Recently I heard of a patent awarded to Chevron U.S.A. Inc. for an oil processing system, a patent application filed by BP Corp. for a chemical process for creating aromatic carboxylic acid, and a Taiwanese inventor receiving a patent for a...
Recently I heard of a patent awarded to Chevron U.S.A. Inc. for an oil processing system, a patent application filed by BP Corp. for a chemical process for creating aromatic carboxylic acid, and a Taiwanese inventor receiving a patent for a method of producing a new type of foaming material. The common denominator among the three technologies is that “waste” is the primary ingredient each process.
The Chevron oil processing system uses plastic as the feedstock; BP Corp. needs post-consumer PET; and inventor Kun-Huang Chang from Taiwan requires polyurethane foam in order to manufacture his new material.
The patent work by these three companies represents the growing global focus on the utilization of “waste” into new products. One aspect of the green jobs revolution is the utilization of these types of technologies.
The rubber products industry generates more than 10 million tonnes of scrap rubber each year. Although 60 per cent of the scrap rubber comes from tires, there’s a vast amount of in-house trim and excess vulcanized rubber wasted during the punching of rubber parts and products.
Watson Brown HSM Ltd., an England-based firm formed in 1997, has a patented rubber regeneration technology based on the principles of mechanochemistry. Through the use of a high shear mixing (HSM) machine, scrap rubber can be regenerated back to its un-vulcanized form. An HSM machine applies just the right about of mechanical stress on scrap rubber to reverse the crosslinking (once considered irreversible).
For a rubber product manufacturer, signing an agreement with Watson Brown will mean that scrap rubber is sent off-site for mechanical processing. There is no addition of chemicals, so the rubber compound is returned as if it were virgin material. This relationship with Watson Brown means a rubber product manufacturer reduces costs through the reduction of raw materials and elimination of waste disposal.
The commercially-proven process operates at low temperature to maintain the original polymer properties of the rubber. There are no air or wastewater emissions from the process. Regenerated rubber is returned to the generator for re-use and replaces the need for virgin feedstock.
Watson Brown is proposing to build its first North American facility in Mississauga. Depending on regulatory requirements, the plant will begin operation in the Fall of 2009. When in full production, the Mississauga facility will be capable of processing 7,200 tonnes of rubber per year and employ 46 “green collar” staff. Watson Brown estimates that up to 20,000 tonnes of excess rubber is generated in Ontario alone. There is potential for up to five more HSM facilities in Ontario which would provide 200 direct jobs.
A major challenge facing companies that utilize waste in their feedstock is environmental regulation. Designed to prevent the misplacement of waste, the regulations in many Canadian jurisdictions require new technology companies to obtain permits for waste management, handling, and disposal.
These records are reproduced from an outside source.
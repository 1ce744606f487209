use std::collections::HashSet;
use std::sync::Arc;

use axum::extract::FromRef;
use tracing::info;

use docflow::{Doc, DocFlow};
use fabrica_core::{Principal, ServiceError};
use inventory::ledger::{StockLedger, StockMove};

use crate::config::PurchasingConfig;
use crate::model::{
    PurchaseOrder, PurchaseOrderData, PurchaseOrderStatus, ReceiptLine, APPROVE_HIGH_PERMISSION,
};

/// Purchase order operations. Receipts post to the shared stock ledger.
#[derive(Clone)]
pub struct PurchasingService {
    flow: Arc<DocFlow>,
    ledger: Arc<StockLedger>,
    config: PurchasingConfig,
}

impl FromRef<PurchasingService> for Arc<DocFlow> {
    fn from_ref(service: &PurchasingService) -> Self {
        Arc::clone(&service.flow)
    }
}

impl PurchasingService {
    pub fn new(flow: Arc<DocFlow>, ledger: Arc<StockLedger>, config: PurchasingConfig) -> Self {
        Self { flow, ledger, config }
    }

    pub fn flow(&self) -> &Arc<DocFlow> {
        &self.flow
    }

    pub fn create_order(
        &self,
        principal: &Principal,
        mut data: PurchaseOrderData,
    ) -> Result<Doc<PurchaseOrder>, ServiceError> {
        data.approved_by = None;
        data.rejection_reason = None;
        self.flow.create::<PurchaseOrder>(principal, data, None)
    }

    pub fn submit_order(
        &self,
        principal: &Principal,
        id: &str,
        note: Option<&str>,
    ) -> Result<Doc<PurchaseOrder>, ServiceError> {
        self.flow.transition::<PurchaseOrder, _>(principal, id, "submit", note, None, |_, po| {
            if po.data.lines.is_empty() {
                return Err(ServiceError::Validation(format!("{} has no lines", po.number)));
            }
            for line in &po.data.lines {
                if line.quantity <= 0 {
                    return Err(ServiceError::Validation(format!(
                        "line {} quantity must be positive",
                        line.line_id
                    )));
                }
                if line.unit_price_cents < 0 {
                    return Err(ServiceError::Validation(format!(
                        "line {} price must not be negative",
                        line.line_id
                    )));
                }
            }
            po.data.rejection_reason = None;
            Ok(())
        })
    }

    /// PENDING_APPROVAL → APPROVED. Orders above the high-value threshold
    /// need the extra approval grant.
    pub fn approve_order(
        &self,
        principal: &Principal,
        id: &str,
        note: Option<&str>,
    ) -> Result<Doc<PurchaseOrder>, ServiceError> {
        let threshold = self.config.high_value_threshold_cents;
        self.flow.transition::<PurchaseOrder, _>(principal, id, "approve", note, None, |ctx, po| {
            let total = po.data.total_cents()?;
            if total > threshold {
                ctx.principal().require(APPROVE_HIGH_PERMISSION)?;
                info!("{} total {total} above {threshold}, high-value approval", po.number);
            }
            po.data.approved_by = Some(ctx.principal().user_id.clone());
            Ok(())
        })
    }

    /// PENDING_APPROVAL → DRAFT so the requester can fix the order.
    pub fn reject_order(
        &self,
        principal: &Principal,
        id: &str,
        reason: String,
    ) -> Result<Doc<PurchaseOrder>, ServiceError> {
        let note = reason.clone();
        self.flow.transition::<PurchaseOrder, _>(
            principal,
            id,
            "reject",
            Some(note.as_str()),
            None,
            |_, po| {
                po.data.rejection_reason = Some(reason);
                Ok(())
            },
        )
    }

    pub fn send_order(
        &self,
        principal: &Principal,
        id: &str,
        note: Option<&str>,
    ) -> Result<Doc<PurchaseOrder>, ServiceError> {
        self.flow
            .transition::<PurchaseOrder, _>(principal, id, "send", note, None, |_, _| Ok(()))
    }

    /// Record a delivery. Received quantities go into stock in the same
    /// transaction; the order ends PARTIALLY_RECEIVED or RECEIVED.
    pub fn receive_order(
        &self,
        principal: &Principal,
        id: &str,
        receipt: &[ReceiptLine],
        note: Option<&str>,
    ) -> Result<Doc<PurchaseOrder>, ServiceError> {
        if receipt.is_empty() {
            return Err(ServiceError::Validation("receipt has no lines".into()));
        }
        let mut seen = HashSet::new();
        for r in receipt {
            if r.quantity <= 0 {
                return Err(ServiceError::Validation(format!(
                    "received quantity of line {} must be positive",
                    r.line_id
                )));
            }
            if !seen.insert(r.line_id.as_str()) {
                return Err(ServiceError::Validation(format!(
                    "line {} appears twice in the receipt",
                    r.line_id
                )));
            }
        }

        let ledger = Arc::clone(&self.ledger);
        self.flow.transition::<PurchaseOrder, _>(principal, id, "receive", note, None, |ctx, po| {
            for r in receipt {
                let line = po
                    .data
                    .lines
                    .iter_mut()
                    .find(|l| l.line_id == r.line_id)
                    .ok_or_else(|| {
                        ServiceError::Validation(format!("{} has no line {}", po.number, r.line_id))
                    })?;
                if r.quantity > line.outstanding() {
                    return Err(ServiceError::Validation(format!(
                        "line {}: receiving {} but only {} outstanding",
                        line.line_id,
                        r.quantity,
                        line.outstanding()
                    )));
                }
                line.received_qty += r.quantity;

                ledger.apply_move(
                    ctx.executor(),
                    &StockMove {
                        company_id: &po.company_id,
                        warehouse_id: &po.data.warehouse_id,
                        item_id: &line.item_id,
                        delta: r.quantity,
                        reason: "po_receipt",
                        document_id: Some(&po.id),
                        actor: &ctx.principal().user_id,
                    },
                )?;
            }

            po.status = if po.data.fully_received() {
                PurchaseOrderStatus::Received
            } else {
                PurchaseOrderStatus::PartiallyReceived
            };
            Ok(())
        })
    }

    pub fn cancel_order(
        &self,
        principal: &Principal,
        id: &str,
        note: Option<&str>,
    ) -> Result<Doc<PurchaseOrder>, ServiceError> {
        self.flow.transition::<PurchaseOrder, _>(principal, id, "cancel", note, None, |_, po| {
            if po.data.received_any() {
                return Err(ServiceError::Validation(format!(
                    "{} already has received goods",
                    po.number
                )));
            }
            Ok(())
        })
    }
}

#[cfg(test)]
pub(crate) mod tests {
    use super::*;
    use fabrica_core::ViewMode;
    use fabrica_sql::{SQLStore, SqliteStore};

    use crate::model::OrderLine;

    pub fn service() -> PurchasingService {
        let db: Arc<dyn SQLStore> = Arc::new(SqliteStore::open_in_memory().unwrap());
        let flow = Arc::new(DocFlow::new(Arc::clone(&db)).unwrap());
        let ledger = Arc::new(StockLedger::new(db).unwrap());
        PurchasingService::new(flow, ledger, PurchasingConfig::default())
    }

    pub fn buyer(perms: &[&str]) -> Principal {
        Principal {
            user_id: "buyer".into(),
            company_id: "c1".into(),
            permissions: perms.iter().map(|p| p.to_string()).collect(),
            root: false,
            view_mode: ViewMode::Standard,
        }
    }

    pub fn order(lines: &[(i64, i64)]) -> PurchaseOrderData {
        PurchaseOrderData {
            supplier_id: "acme".into(),
            warehouse_id: "main".into(),
            lines: lines
                .iter()
                .enumerate()
                .map(|(i, (qty, price))| OrderLine {
                    line_id: String::new(),
                    item_id: format!("item-{}", i + 1),
                    description: String::new(),
                    quantity: *qty,
                    unit_price_cents: *price,
                    received_qty: 0,
                })
                .collect(),
            expected_date: None,
            notes: None,
            approved_by: None,
            rejection_reason: None,
        }
    }

    fn sent(svc: &PurchasingService, lines: &[(i64, i64)]) -> Doc<PurchaseOrder> {
        let p = buyer(&["purchasing:*"]);
        let po = svc.create_order(&p, order(lines)).unwrap();
        svc.submit_order(&p, &po.id, None).unwrap();
        svc.approve_order(&p, &po.id, None).unwrap();
        svc.send_order(&p, &po.id, None).unwrap()
    }

    fn on_hand(svc: &PurchasingService, item: &str) -> i64 {
        svc.ledger
            .levels("c1", Some("main"), Some(item))
            .unwrap()
            .first()
            .map(|l| l.qty)
            .unwrap_or(0)
    }

    fn receipt(line_id: &str, quantity: i64) -> ReceiptLine {
        ReceiptLine { line_id: line_id.into(), quantity }
    }

    #[test]
    fn partial_then_full_receipt() {
        let svc = service();
        let p = buyer(&["purchasing:*"]);
        let po = sent(&svc, &[(10, 500), (4, 250)]);
        assert_eq!(po.status, PurchaseOrderStatus::Sent);
        assert_eq!(po.data.approved_by.as_deref(), Some("buyer"));

        let po = svc.receive_order(&p, &po.id, &[receipt("L1", 6)], None).unwrap();
        assert_eq!(po.status, PurchaseOrderStatus::PartiallyReceived);
        assert_eq!(on_hand(&svc, "item-1"), 6);

        let po = svc
            .receive_order(&p, &po.id, &[receipt("L1", 4), receipt("L2", 4)], Some("final"))
            .unwrap();
        assert_eq!(po.status, PurchaseOrderStatus::Received);
        assert_eq!(on_hand(&svc, "item-1"), 10);
        assert_eq!(on_hand(&svc, "item-2"), 4);

        let err = svc.receive_order(&p, &po.id, &[receipt("L1", 1)], None).unwrap_err();
        assert!(matches!(err, ServiceError::InvalidTransition(_)));
    }

    #[test]
    fn over_receipt_rolls_back_every_line() {
        let svc = service();
        let p = buyer(&["purchasing:*"]);
        let po = sent(&svc, &[(5, 100), (2, 100)]);

        let err = svc
            .receive_order(&p, &po.id, &[receipt("L1", 5), receipt("L2", 3)], None)
            .unwrap_err();
        assert!(matches!(err, ServiceError::Validation(_)));
        assert_eq!(on_hand(&svc, "item-1"), 0);

        let po = svc.flow().get::<PurchaseOrder>(&p, &po.id).unwrap();
        assert_eq!(po.status, PurchaseOrderStatus::Sent);
        assert_eq!(po.data.lines[0].received_qty, 0);
    }

    #[test]
    fn unknown_line_is_rejected() {
        let svc = service();
        let p = buyer(&["purchasing:*"]);
        let po = sent(&svc, &[(1, 100)]);
        let err = svc.receive_order(&p, &po.id, &[receipt("L9", 1)], None).unwrap_err();
        assert!(matches!(err, ServiceError::Validation(_)));
    }

    #[test]
    fn high_value_orders_need_extra_grant() {
        let svc = service();
        let clerk = buyer(&[
            "purchasing:order:create",
            "purchasing:order:read",
            "purchasing:order:submit",
            "purchasing:order:approve",
        ]);
        let po = svc.create_order(&clerk, order(&[(100, 20_000)])).unwrap();
        svc.submit_order(&clerk, &po.id, None).unwrap();

        let err = svc.approve_order(&clerk, &po.id, None).unwrap_err();
        assert!(matches!(err, ServiceError::PermissionDenied(_)));

        let manager = buyer(&["purchasing:order:approve", APPROVE_HIGH_PERMISSION]);
        let po = svc.approve_order(&manager, &po.id, None).unwrap();
        assert_eq!(po.status, PurchaseOrderStatus::Approved);

        let small = svc.create_order(&clerk, order(&[(1, 100)])).unwrap();
        svc.submit_order(&clerk, &small.id, None).unwrap();
        assert!(svc.approve_order(&clerk, &small.id, None).is_ok());
    }

    #[test]
    fn reject_returns_to_draft_for_editing() {
        let svc = service();
        let p = buyer(&["purchasing:*"]);
        let po = svc.create_order(&p, order(&[(1, 100)])).unwrap();
        svc.submit_order(&p, &po.id, None).unwrap();
        let po = svc.reject_order(&p, &po.id, "wrong supplier".into()).unwrap();
        assert_eq!(po.status, PurchaseOrderStatus::Draft);
        assert_eq!(po.data.rejection_reason.as_deref(), Some("wrong supplier"));

        let patched = svc
            .flow()
            .update::<PurchaseOrder>(&p, &po.id, Some(po.version), &serde_json::json!({"supplierId": "globex"}))
            .unwrap();
        assert_eq!(patched.data.supplier_id, "globex");

        let resubmitted = svc.submit_order(&p, &po.id, None).unwrap();
        assert_eq!(resubmitted.status, PurchaseOrderStatus::PendingApproval);
        assert!(resubmitted.data.rejection_reason.is_none());
    }

    #[test]
    fn submit_rejects_bad_lines() {
        let svc = service();
        let p = buyer(&["purchasing:*"]);
        let empty = svc.create_order(&p, order(&[])).unwrap();
        assert!(svc.submit_order(&p, &empty.id, None).is_err());
        let zero = svc.create_order(&p, order(&[(0, 100)])).unwrap();
        assert!(svc.submit_order(&p, &zero.id, None).is_err());
    }

    #[test]
    fn sent_order_can_be_cancelled_before_delivery() {
        let svc = service();
        let p = buyer(&["purchasing:*"]);
        let po = sent(&svc, &[(3, 100)]);
        let po = svc.cancel_order(&p, &po.id, Some("supplier out of stock")).unwrap();
        assert_eq!(po.status, PurchaseOrderStatus::Cancelled);

        let po = sent(&svc, &[(3, 100)]);
        svc.receive_order(&p, &po.id, &[receipt("L1", 1)], None).unwrap();
        let err = svc.cancel_order(&p, &po.id, None).unwrap_err();
        assert!(matches!(err, ServiceError::InvalidTransition(_)));
    }

    #[test]
    fn patch_cannot_set_the_approval_fields() {
        let svc = service();
        let p = buyer(&["purchasing:*"]);
        let po = svc.create_order(&p, order(&[(1, 100)])).unwrap();
        let patch = serde_json::json!({
            "approvedBy": "boss",
            "rejectionReason": "nope",
            "notes": "rush",
        });
        let po = svc.flow().update::<PurchaseOrder>(&p, &po.id, None, &patch).unwrap();
        assert!(po.data.approved_by.is_none());
        assert!(po.data.rejection_reason.is_none());
        assert_eq!(po.data.notes.as_deref(), Some("rush"));
    }

    #[test]
    fn overflowing_order_is_not_created() {
        let svc = service();
        let p = buyer(&["purchasing:*"]);
        let err = svc.create_order(&p, order(&[(2, i64::MAX)])).unwrap_err();
        assert!(matches!(err, ServiceError::Validation(_)));

        let po = svc.create_order(&p, order(&[(1, 100)])).unwrap();
        let patch = serde_json::json!({
            "lines": [{ "itemId": "item-1", "quantity": 3, "unitPriceCents": i64::MAX }]
        });
        let err = svc.flow().update::<PurchaseOrder>(&p, &po.id, None, &patch).unwrap_err();
        assert!(matches!(err, ServiceError::Validation(_)));
    }
}
use argon2::Argon2;
use password_hash::rand_core::OsRng;
use password_hash::{PasswordHash, PasswordHasher, PasswordVerifier, SaltString};

use crate::service::AuthError;

/// Hash a password as an argon2id PHC string.
pub fn hash_password(password: &str) -> Result<String, AuthError> {
    let salt = SaltString::generate(&mut OsRng);
    Argon2::default()
        .hash_password(password.as_bytes(), &salt)
        .map(|h| h.to_string())
        .map_err(|e| AuthError::Internal(format!("failed to hash password: {e}")))
}

/// Check a password against a PHC string. Malformed hashes never verify.
pub fn verify_password(password: &str, hash: &str) -> bool {
    match PasswordHash::new(hash) {
        Ok(parsed) => Argon2::default().verify_password(password.as_bytes(), &parsed).is_ok(),
        Err(_) => false,
    }
}

#[cfg(test)]
mod tests {
    use super::*;

    #[test]
    fn hash_then_verify() {
        let hash = hash_password("s3cret-pass").unwrap();
        assert!(hash.starts_with("$argon2id$"));
        assert!(verify_password("s3cret-pass", &hash));
        assert!(!verify_password("wrong", &hash));
    }

    #[test]
    fn malformed_hash_never_verifies() {
        assert!(!verify_password("test", "not-a-hash"));
    }
}
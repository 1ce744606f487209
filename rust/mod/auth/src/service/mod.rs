pub mod password;
pub mod role;
pub mod schema;
pub mod token;
pub mod user;

use std::sync::Arc;

use jsonwebtoken::{DecodingKey, EncodingKey, Validation};
use thiserror::Error;

use fabrica_sql::{SQLError, SQLStore};

/// Auth service error type.
#[derive(Debug, Error)]
pub enum AuthError {
    #[error("not found: {0}")]
    NotFound(String),

    #[error("conflict: {0}")]
    Conflict(String),

    #[error("validation: {0}")]
    Validation(String),

    #[error("unauthorized: {0}")]
    Unauthorized(String),

    #[error("forbidden: {0}")]
    Forbidden(String),

    #[error("storage: {0}")]
    Storage(String),

    #[error("internal: {0}")]
    Internal(String),
}

impl From<AuthError> for fabrica_core::ServiceError {
    fn from(e: AuthError) -> Self {
        use fabrica_core::ServiceError;
        match e {
            AuthError::NotFound(m) => ServiceError::NotFound(m),
            AuthError::Conflict(m) => ServiceError::Conflict(m),
            AuthError::Validation(m) => ServiceError::Validation(m),
            AuthError::Unauthorized(m) => ServiceError::Unauthorized(m),
            AuthError::Forbidden(m) => ServiceError::PermissionDenied(m),
            AuthError::Storage(m) => ServiceError::Storage(m),
            AuthError::Internal(m) => ServiceError::Internal(m),
        }
    }
}

impl From<SQLError> for AuthError {
    fn from(e: SQLError) -> Self {
        let msg = e.to_string();
        if msg.contains("UNIQUE constraint") {
            AuthError::Conflict(msg)
        } else {
            AuthError::Storage(msg)
        }
    }
}

impl From<serde_json::Error> for AuthError {
    fn from(e: serde_json::Error) -> Self {
        AuthError::Internal(format!("json: {e}"))
    }
}

/// Configuration for the auth service.
#[derive(Debug, Clone)]
pub struct AuthConfig {
    /// JWT signing secret (HS256).
    pub jwt_secret: String,
    /// Access token lifetime in seconds.
    pub expire_secs: u64,
    /// argon2id PHC string of the root password.
    pub root_password_hash: String,
}

impl Default for AuthConfig {
    fn default() -> Self {
        Self {
            jwt_secret: String::new(),
            expire_secs: 86400, // 24h
            root_password_hash: String::new(),
        }
    }
}

/// Users, roles and token issuance.
pub struct AuthService {
    pub(crate) sql: Arc<dyn SQLStore>,
    pub(crate) config: AuthConfig,
    encoding_key: EncodingKey,
    decoding_key: DecodingKey,
    validation: Validation,
}

impl AuthService {
    /// Create the service, initializing the DB schema.
    pub fn new(sql: Arc<dyn SQLStore>, config: AuthConfig) -> Result<Arc<Self>, AuthError> {
        if config.jwt_secret.is_empty() {
            return Err(AuthError::Validation("JWT secret must not be empty".into()));
        }
        schema::init_schema(sql.as_ref())?;
        let encoding_key = EncodingKey::from_secret(config.jwt_secret.as_bytes());
        let decoding_key = DecodingKey::from_secret(config.jwt_secret.as_bytes());
        Ok(Arc::new(Self {
            sql,
            config,
            encoding_key,
            decoding_key,
            validation: Validation::default(),
        }))
    }
}
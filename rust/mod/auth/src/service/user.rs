use fabrica_core::{new_id, now_rfc3339, ListParams, ListResult};
use fabrica_sql::{Row, Value};

use crate::model::{CreateUser, User, ROOT_USERNAME};
use crate::service::password::hash_password;
use crate::service::{AuthError, AuthService};

const MIN_PASSWORD_LEN: usize = 8;

const USER_COLUMNS: &str =
    "id, username, company_id, roles, extended_view, active, created_at, updated_at";

impl AuthService {
    /// Create a user in `company_id`. Every role must exist in that company.
    pub fn create_user(&self, company_id: &str, input: CreateUser) -> Result<User, AuthError> {
        let username = input.username.trim().to_string();
        if username.is_empty() {
            return Err(AuthError::Validation("username is required".into()));
        }
        if username == ROOT_USERNAME {
            return Err(AuthError::Validation(format!("username '{ROOT_USERNAME}' is reserved")));
        }
        if input.password.chars().count() < MIN_PASSWORD_LEN {
            return Err(AuthError::Validation(format!(
                "password must be at least {MIN_PASSWORD_LEN} characters"
            )));
        }

        let known = self.list_roles(company_id)?;
        if let Some(missing) = input.roles.iter().find(|r| !known.iter().any(|k| &k.id == *r)) {
            return Err(AuthError::Validation(format!("unknown role {missing}")));
        }

        let now = now_rfc3339();
        let user = User {
            id: new_id(),
            username,
            company_id: company_id.to_string(),
            roles: input.roles,
            extended_view: input.extended_view,
            active: true,
            created_at: now.clone(),
            updated_at: now,
        };
        let hash = hash_password(&input.password)?;

        self.sql
            .exec(
                "INSERT INTO users (id, username, company_id, password_hash, roles, extended_view, \
                 active, created_at, updated_at) VALUES (?1, ?2, ?3, ?4, ?5, ?6, ?7, ?8, ?9)",
                &[
                    user.id.as_str().into(),
                    user.username.as_str().into(),
                    user.company_id.as_str().into(),
                    hash.into(),
                    Value::Text(serde_json::to_string(&user.roles)?),
                    Value::Integer(user.extended_view as i64),
                    Value::Integer(1),
                    user.created_at.as_str().into(),
                    user.updated_at.as_str().into(),
                ],
            )
            .map_err(|e| match AuthError::from(e) {
                AuthError::Conflict(_) => {
                    AuthError::Conflict(format!("username {} is taken", user.username))
                }
                other => other,
            })?;
        Ok(user)
    }

    /// Get a user of `company_id` by id.
    pub fn get_user(&self, company_id: &str, id: &str) -> Result<User, AuthError> {
        let rows = self.sql.query(
            &format!("SELECT {USER_COLUMNS} FROM users WHERE company_id = ?1 AND id = ?2"),
            &[company_id.into(), id.into()],
        )?;
        match rows.first() {
            Some(row) => row_to_user(row),
            None => Err(AuthError::NotFound(format!("user {id} not found"))),
        }
    }

    /// List users of a company with pagination.
    pub fn list_users(&self, company_id: &str, params: &ListParams) -> Result<ListResult<User>, AuthError> {
        let total = self
            .sql
            .query("SELECT COUNT(*) AS n FROM users WHERE company_id = ?1", &[company_id.into()])?
            .first()
            .and_then(|r| r.get_i64("n"))
            .unwrap_or(0) as usize;

        let rows = self.sql.query(
            &format!(
                "SELECT {USER_COLUMNS} FROM users WHERE company_id = ?1 \
                 ORDER BY username LIMIT ?2 OFFSET ?3"
            ),
            &[
                company_id.into(),
                Value::Integer(params.effective_limit() as i64),
                Value::Integer(params.offset() as i64),
            ],
        )?;
        let items = rows.iter().map(row_to_user).collect::<Result<Vec<_>, _>>()?;
        Ok(ListResult { items, total, next_cursor: None })
    }

    /// Active user and stored password hash by username.
    pub(crate) fn find_credentials(&self, username: &str) -> Result<Option<(User, String)>, AuthError> {
        let rows = self.sql.query(
            &format!("SELECT {USER_COLUMNS}, password_hash FROM users WHERE username = ?1 AND active = 1"),
            &[username.into()],
        )?;
        match rows.first() {
            Some(row) => {
                let hash = row.get_str("password_hash").unwrap_or_default().to_string();
                Ok(Some((row_to_user(row)?, hash)))
            }
            None => Ok(None),
        }
    }
}

fn row_to_user(row: &Row) -> Result<User, AuthError> {
    let text = |name: &str| {
        row.get_str(name)
            .map(str::to_string)
            .ok_or_else(|| AuthError::Storage(format!("missing {name} column")))
    };
    Ok(User {
        id: text("id")?,
        username: text("username")?,
        company_id: text("company_id")?,
        roles: serde_json::from_str(&text("roles")?)?,
        extended_view: row.get_i64("extended_view").unwrap_or(0) != 0,
        active: row.get_i64("active").unwrap_or(0) != 0,
        created_at: text("created_at")?,
        updated_at: text("updated_at")?,
    })
}

#[cfg(test)]
mod tests {
    use fabrica_core::ListParams;

    use crate::model::{CreateRole, CreateUser};
    use crate::service::tests::service;
    use crate::service::AuthError;

    fn new_user(name: &str, roles: &[&str]) -> CreateUser {
        CreateUser {
            username: name.into(),
            password: "correct-horse".into(),
            roles: roles.iter().map(|r| r.to_string()).collect(),
            extended_view: false,
        }
    }

    #[test]
    fn create_and_list_within_company() {
        let svc = service();
        svc.create_role(
            "c1",
            CreateRole { id: "tech".into(), description: String::new(), permissions: vec![] },
        )
        .unwrap();

        let ana = svc.create_user("c1", new_user("ana", &["tech"])).unwrap();
        svc.create_user("c2", new_user("bob", &[])).unwrap();

        assert_eq!(svc.get_user("c1", &ana.id).unwrap().roles, vec!["tech"]);
        assert!(matches!(svc.get_user("c2", &ana.id).unwrap_err(), AuthError::NotFound(_)));

        let page = svc.list_users("c1", &ListParams::default()).unwrap();
        assert_eq!(page.total, 1);
        assert_eq!(page.items[0].username, "ana");
    }

    #[test]
    fn usernames_are_unique_across_companies() {
        let svc = service();
        svc.create_user("c1", new_user("ana", &[])).unwrap();
        let err = svc.create_user("c2", new_user("ana", &[])).unwrap_err();
        assert!(matches!(err, AuthError::Conflict(_)));
    }

    #[test]
    fn rejects_bad_input() {
        let svc = service();
        assert!(svc.create_user("c1", new_user("root", &[])).is_err());
        assert!(svc.create_user("c1", new_user("ana", &["ghost"])).is_err());
        let mut short = new_user("ana", &[]);
        short.password = "short".into();
        assert!(svc.create_user("c1", short).is_err());
    }
}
For a cautious regulator, burned in the past by fraudsters who filled up leased warehouses with tires and promptly fled, the easy way is to continue with the status quo definition of “waste” and requirements for special approvals to handle and process it.
By maintaining the status quo, government is stifling the commercialization of innovative technologies that require “waste” as feedstock.
With global competition for high-end manufacturing jobs, the ability of companies like Watson Brown that can close the recycling loop and save manufacturers money should be welcomed. Imposing regulatory requirements on these high-technology companies that were meant for transfer stations and landfills is not the way for a jurisdiction to attract “green jobs.”
The added cost and time associated with obtaining an environmental permit, in some cases, may result in a company not securing financing for a project.
In the case of Watson Brown, the company is currently in discussions with the Ontario Ministry of the Environment about its technology and the planned facility. Due to the fact that the there are no air and water emissions from the process, the company already has clients lined up eager to save money and eliminate waste in rubber product production.